August 16, 2004
Other
Question from Noblesville, Indiana, USA:
In February 2004, my 16 year old daughter went into DKA with an A1c of 16. While in the Pediatric Intensive Care Unit (PICU), she developed a headache that lasted over two weeks. They put her on Topamax, Zanaflex, and Relpax. She was breathing rapidly and diaphoretic, with chest pain, and ended up in the Emergency Room (ER). They discontinued her medications.
In April, she developed severe abdominal pain, had difficulty eating and drinking as it caused severe pain, She had an endoscopy and a colonoscopy; both were okay. Her white count is dropped from 14.4 in February to 2.2 in May.
She has had multiple tests, CTs, x-rays and laboratory work. Her weight has dropped from 134 pounds to 96.4 pounds. Her A1c is 8.8. She is in a constant state of dehydration. and her amylase level is low. Today, my daughter’s white count is 3.9 and she is vomiting. Her pulse is 138 and she has had a positive ANA (antinuclear antibody) speckled pattern. The doctors are baffled. She has abnormal laboratory results, but we still have no diagnosis. Her blood sugars run from 30 to 500 mg/dl [1.7 to 27.8 mmol/L] and she is not eating. Do you have any suggestions? I’m watching my daughter waste away to nothing. She has been in the hospital over a dozen times with no answers. Her brother has antiphospholipid antibody syndrome, an autoimmune disease.
Answer:
This is very complex and this forum is inadequate for your needs. Does she see the pediatric endocrinology group at the world-class children’s hospital in your state capital?
I am a bit confused, though. I do not understand that she was in the PICU with a headache for two weeks, then was transferred to the Emergency Room. No doubt, DKA can be life-threatening and can lead to brain swelling and this could lead to change in mental status and headache. Did you mean to say she actually was discharged first and things persisted, and she was then taken to the local ER?

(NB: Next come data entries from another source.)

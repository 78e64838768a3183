//! RouteIndex — concurrent multi-key route table.
//!
//! All three key tables and the routes themselves sit behind one
//! `RwLock`. Lookups take the read lock and hand out clones; mutations take
//! the write lock and never perform I/O while holding it. Replication
//! callbacks run after the lock is released, but under a membership lock
//! that upserts and deletes share, so subscribe and unsubscribe reach the
//! transport in the same order as the table changes they follow.
//!
//! A clone handed out by a lookup is a snapshot: a concurrent
//! `update_last_used` is not reflected in it, but no reader ever observes a
//! half-applied upsert.

use std::collections::{HashMap, HashSet};
use std::sync::{
    Arc, Mutex, MutexGuard, PoisonError, RwLock, RwLockReadGuard, RwLockWriteGuard, Weak,
};

use proxless_core::{
    DEFAULT_PORT, DeploymentKey, Route, RouteDefaults, RouteId, RouteSpec, epoch_secs,
};
use tracing::debug;

use crate::error::{StateError, StateResult};
use crate::sink::{RouteReplication, RouteSink};

/// What an upsert did.
#[derive(Debug, Clone, Copy, PartialEq, Eq)]
pub enum UpsertOutcome {
    Created,
    Updated,
}

#[derive(Default)]
struct Tables {
    routes: HashMap<RouteId, Route>,
    deployments: HashMap<DeploymentKey, RouteId>,
    domains: HashMap<String, RouteId>,
}

impl Tables {
    /// Fail if the deployment key or any domain resolves to a different id.
    fn check_ownership(&self, id: &str, key: &DeploymentKey, domains: &[String]) -> StateResult<()> {
        if let Some(owner) = self.deployments.get(key)
            && owner != id
        {
            return Err(StateError::OwnershipConflict {
                key: format!("deployment {key}"),
                owner: owner.clone(),
            });
        }
        for domain in domains {
            if let Some(owner) = self.domains.get(domain)
                && owner != id
            {
                return Err(StateError::OwnershipConflict {
                    key: format!("domain {domain}"),
                    owner: owner.clone(),
                });
            }
        }
        Ok(())
    }

    /// Drop keys the route no longer claims and install the ones it now does.
    fn migrate_keys(&mut self, id: &str, old: &Route, new_key: &DeploymentKey, new_domains: &[String]) {
        let old_key = old.deployment_key();
        if &old_key != new_key {
            self.remove_deployment_key(id, &old_key);
        }
        self.deployments.insert(new_key.clone(), id.to_string());

        let keep: HashSet<&String> = new_domains.iter().collect();
        for domain in old.domains.iter().filter(|d| !keep.contains(d)) {
            self.remove_domain(id, domain);
        }
        for domain in new_domains {
            self.domains.insert(domain.clone(), id.to_string());
        }
    }

    fn install_keys(&mut self, route: &Route) {
        self.deployments
            .insert(route.deployment_key(), route.id.clone());
        for domain in &route.domains {
            self.domains.insert(domain.clone(), route.id.clone());
        }
    }

    fn remove_deployment_key(&mut self, id: &str, key: &DeploymentKey) {
        if self.deployments.get(key).is_some_and(|owner| owner == id) {
            self.deployments.remove(key);
        }
    }

    fn remove_domain(&mut self, id: &str, domain: &str) {
        if self.domains.get(domain).is_some_and(|owner| owner == id) {
            self.domains.remove(domain);
        }
    }

    fn route_mut(&mut self, id: &str) -> StateResult<&mut Route> {
        self.routes
            .get_mut(id)
            .ok_or_else(|| StateError::NotFound(id.to_string()))
    }

    fn resolve(&self, owner: Option<&RouteId>, key: &str) -> StateResult<Route> {
        owner
            .and_then(|id| self.routes.get(id))
            .cloned()
            .ok_or_else(|| StateError::NotFound(key.to_string()))
    }
}

struct Inner {
    tables: RwLock<Tables>,
    /// Held by upsert and delete across the table change and the
    /// replication call that follows it.
    membership: Mutex<()>,
    defaults: RouteDefaults,
    replication: Option<Arc<dyn RouteReplication>>,
}

/// Thread-safe route index. Cloning shares the same table.
#[derive(Clone)]
pub struct RouteIndex {
    inner: Arc<Inner>,
}

/// Non-owning handle to a [`RouteIndex`], for listeners that must not keep
/// the index alive.
#[derive(Clone)]
pub struct WeakRouteIndex {
    inner: Weak<Inner>,
}

impl WeakRouteIndex {
    pub fn upgrade(&self) -> Option<RouteIndex> {
        self.inner.upgrade().map(|inner| RouteIndex { inner })
    }
}

impl RouteIndex {
    /// Empty index with the default TTL and readiness budget.
    pub fn new() -> Self {
        Self::with_defaults(RouteDefaults::default())
    }

    /// Empty index with explicit global defaults and no replication.
    pub fn with_defaults(defaults: RouteDefaults) -> Self {
        Self::build(defaults, None)
    }

    /// Empty index whose volatile fields are mirrored through `replication`.
    pub fn replicated(defaults: RouteDefaults, replication: Arc<dyn RouteReplication>) -> Self {
        Self::build(defaults, Some(replication))
    }

    fn build(defaults: RouteDefaults, replication: Option<Arc<dyn RouteReplication>>) -> Self {
        Self {
            inner: Arc::new(Inner {
                tables: RwLock::new(Tables::default()),
                membership: Mutex::new(()),
                defaults,
                replication,
            }),
        }
    }

    pub fn defaults(&self) -> RouteDefaults {
        self.inner.defaults
    }

    pub fn downgrade(&self) -> WeakRouteIndex {
        WeakRouteIndex {
            inner: Arc::downgrade(&self.inner),
        }
    }

    fn read(&self) -> RwLockReadGuard<'_, Tables> {
        self.inner.tables.read().unwrap_or_else(PoisonError::into_inner)
    }

    fn write(&self) -> RwLockWriteGuard<'_, Tables> {
        self.inner.tables.write().unwrap_or_else(PoisonError::into_inner)
    }

    fn membership(&self) -> MutexGuard<'_, ()> {
        self.inner
            .membership
            .lock()
            .unwrap_or_else(PoisonError::into_inner)
    }

    // ── Discovery entry points ─────────────────────────────────────

    /// Create a route, or update the route with the same id in place.
    ///
    /// Rejected without any change when a required field is empty or when
    /// the deployment key or a domain belongs to another route.
    pub fn upsert(&self, spec: RouteSpec) -> StateResult<UpsertOutcome> {
        let spec = normalize(spec)?;
        let id = spec.id.clone();
        let key = spec.deployment_key();

        let _membership = self.membership();
        let outcome = {
            let mut tables = self.write();
            tables.check_ownership(&spec.id, &key, &spec.domains)?;

            match tables.routes.remove(&spec.id) {
                Some(mut route) => {
                    tables.migrate_keys(&spec.id, &route, &key, &spec.domains);
                    route.service = spec.service;
                    route.port = spec.port.unwrap_or(DEFAULT_PORT);
                    route.deployment = spec.deployment;
                    route.namespace = spec.namespace;
                    route.domains = spec.domains;
                    route.ttl_seconds = spec.ttl_seconds;
                    route.readiness_timeout_seconds = spec.readiness_timeout_seconds;
                    if let Some(is_running) = spec.is_running {
                        route.is_running = is_running;
                    }
                    debug!(
                        route_id = %route.id,
                        deployment = %key,
                        domains = ?route.domains,
                        "route updated"
                    );
                    tables.routes.insert(route.id.clone(), route);
                    UpsertOutcome::Updated
                }
                None => {
                    let route = Route {
                        id: spec.id,
                        service: spec.service,
                        port: spec.port.unwrap_or(DEFAULT_PORT),
                        deployment: spec.deployment,
                        namespace: spec.namespace,
                        domains: spec.domains,
                        last_used: epoch_secs(),
                        is_running: spec.is_running.unwrap_or(false),
                        ttl_seconds: spec.ttl_seconds,
                        readiness_timeout_seconds: spec.readiness_timeout_seconds,
                    };
                    tables.install_keys(&route);
                    debug!(
                        route_id = %route.id,
                        deployment = %key,
                        domains = ?route.domains,
                        "route created"
                    );
                    tables.routes.insert(route.id.clone(), route);
                    UpsertOutcome::Created
                }
            }
        };

        if outcome == UpsertOutcome::Created
            && let Some(replication) = &self.inner.replication
        {
            replication.subscribe(&id, self);
        }

        Ok(outcome)
    }

    /// Remove a route and every key that points at it.
    pub fn delete(&self, id: &str) -> StateResult<Route> {
        let _membership = self.membership();
        let route = {
            let mut tables = self.write();
            let route = tables
                .routes
                .remove(id)
                .ok_or_else(|| StateError::NotFound(id.to_string()))?;
            tables.remove_deployment_key(id, &route.deployment_key());
            for domain in &route.domains {
                tables.remove_domain(id, domain);
            }
            route
        };

        debug!(route_id = %id, "route deleted");
        if let Some(replication) = &self.inner.replication {
            replication.unsubscribe(id);
        }
        Ok(route)
    }

    // ── Lookups ────────────────────────────────────────────────────

    pub fn get_by_id(&self, id: &str) -> StateResult<Route> {
        let tables = self.read();
        tables
            .routes
            .get(id)
            .cloned()
            .ok_or_else(|| StateError::NotFound(id.to_string()))
    }

    /// Resolve a hostname. Case and surrounding whitespace are ignored.
    pub fn get_by_domain(&self, domain: &str) -> StateResult<Route> {
        let domain = normalize_domain(domain);
        let tables = self.read();
        tables.resolve(tables.domains.get(&domain), &domain)
    }

    pub fn get_by_deployment(&self, deployment: &str, namespace: &str) -> StateResult<Route> {
        let key = DeploymentKey::new(deployment, namespace);
        let tables = self.read();
        tables.resolve(tables.deployments.get(&key), &key.to_string())
    }

    /// Snapshot of every route, ordered by id.
    pub fn list(&self) -> Vec<Route> {
        let mut routes: Vec<Route> = self.read().routes.values().cloned().collect();
        routes.sort_by(|a, b| a.id.cmp(&b.id));
        routes
    }

    pub fn len(&self) -> usize {
        self.read().routes.len()
    }

    pub fn is_empty(&self) -> bool {
        self.len() == 0
    }

    /// Running routes whose idle time at `now` reached their effective TTL.
    pub fn list_idle_beyond(&self, now: u64) -> Vec<Route> {
        let defaults = self.inner.defaults;
        self.read()
            .routes
            .values()
            .filter(|route| route.is_running && route.is_idle_at(now, &defaults))
            .cloned()
            .collect()
    }

    // ── Volatile state ─────────────────────────────────────────────

    /// Apply a last-used timestamp locally. Older values are ignored.
    pub fn update_last_used(&self, id: &str, last_used: u64) -> StateResult<()> {
        let mut tables = self.write();
        let route = tables.route_mut(id)?;
        route.last_used = route.last_used.max(last_used);
        Ok(())
    }

    /// Apply a running flag locally.
    pub fn update_is_running(&self, id: &str, is_running: bool) -> StateResult<()> {
        let mut tables = self.write();
        tables.route_mut(id)?.is_running = is_running;
        Ok(())
    }

    /// [`update_last_used`](Self::update_last_used) and publish to other replicas.
    pub fn mark_used(&self, id: &str, last_used: u64) -> StateResult<()> {
        self.update_last_used(id, last_used)?;
        if let Some(replication) = &self.inner.replication {
            replication.publish_last_used(id, last_used);
        }
        Ok(())
    }

    /// [`update_is_running`](Self::update_is_running) and publish to other replicas.
    pub fn mark_running(&self, id: &str, is_running: bool) -> StateResult<()> {
        self.update_is_running(id, is_running)?;
        if let Some(replication) = &self.inner.replication {
            replication.publish_is_running(id, is_running);
        }
        Ok(())
    }

    /// Claim the right to scale a route up.
    ///
    /// Returns `true` and sets the running flag when it was clear; returns
    /// `false` when another caller already holds the claim. The claim is
    /// published like [`mark_running`](Self::mark_running).
    pub fn begin_scale_up(&self, id: &str) -> StateResult<bool> {
        let claimed = {
            let mut tables = self.write();
            let route = tables.route_mut(id)?;
            if route.is_running {
                false
            } else {
                route.is_running = true;
                true
            }
        };

        if claimed && let Some(replication) = &self.inner.replication {
            replication.publish_is_running(id, true);
        }
        Ok(claimed)
    }
}

impl Default for RouteIndex {
    fn default() -> Self {
        Self::new()
    }
}

impl RouteSink for RouteIndex {
    fn upsert(&self, spec: RouteSpec) -> StateResult<()> {
        RouteIndex::upsert(self, spec).map(|_| ())
    }

    fn delete(&self, id: &str) -> StateResult<()> {
        RouteIndex::delete(self, id).map(|_| ())
    }
}

fn normalize_domain(domain: &str) -> String {
    domain.trim().trim_end_matches('.').to_ascii_lowercase()
}

/// Check required fields and normalize domains (trimmed, lowercase, no
/// duplicates, original order kept).
fn normalize(mut spec: RouteSpec) -> StateResult<RouteSpec> {
    let required = [
        ("id", &spec.id),
        ("service", &spec.service),
        ("deployment", &spec.deployment),
        ("namespace", &spec.namespace),
    ];
    for (field, value) in required {
        if value.trim().is_empty() {
            return Err(StateError::Validation(format!(
                "{field} must not be empty (id = {:?})",
                spec.id
            )));
        }
    }
    if spec.port == Some(0) {
        return Err(StateError::Validation(format!(
            "port must not be 0 (id = {})",
            spec.id
        )));
    }

    let mut seen = HashSet::new();
    let mut domains = Vec::with_capacity(spec.domains.len());
    for raw in &spec.domains {
        let domain = normalize_domain(raw);
        if domain.is_empty() {
            return Err(StateError::Validation(format!(
                "domains must not contain empty entries (id = {})",
                spec.id
            )));
        }
        if seen.insert(domain.clone()) {
            domains.push(domain);
        }
    }
    if domains.is_empty() {
        return Err(StateError::Validation(format!(
            "domains must not be empty (id = {})",
            spec.id
        )));
    }

    spec.domains = domains;
    Ok(spec)
}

You should ask for a CARE CONFERENCE to discuss your questions and concerns with the various doctors involved in her care so that all issues, medical, psychological, social, etc., can be addressed.
DS
Additional comments from Dr. Stuart Brink:
This sounds very dangerous and very frightening to me. I hope that you are working with a full diabetes team with experience working with adolescents. The most common cause of such high A1c levels is omitted insulin, often denied by teen and parents, and often related to serious psychosocial problems – depression, sexual or physical abuse, rape, drug abuse. Occasionally, it is related to other conditions, such as adrenal or thyroid problems. There must be a detailed and concerted effort to evaluate psychological factors and also to rule out other possible conditions that would cause such ongoing need for hospitalization, poor control, weight loss, etc. Included in this list is a detailed diagnostic workup to exclude even unrelated medical conditions associated with ongoing weight loss since they could, rarely, occur independent of your daughter’s diabetes: cancer, kidney or liver problems, other GI disorders, etc. Please go back and have a private conference with your daughter’s diabetes team and see what they are recommending. If necesary, ask to be transferred to an alternaative diabetes team for a second opinion if a diagnosis cannot be discovered. There is an excellent pediatric and adolescent diabetes team at Riley Children’s Hospital in Indianapolis and an equally excellent young adult team on the adult diabetes service at IU as well.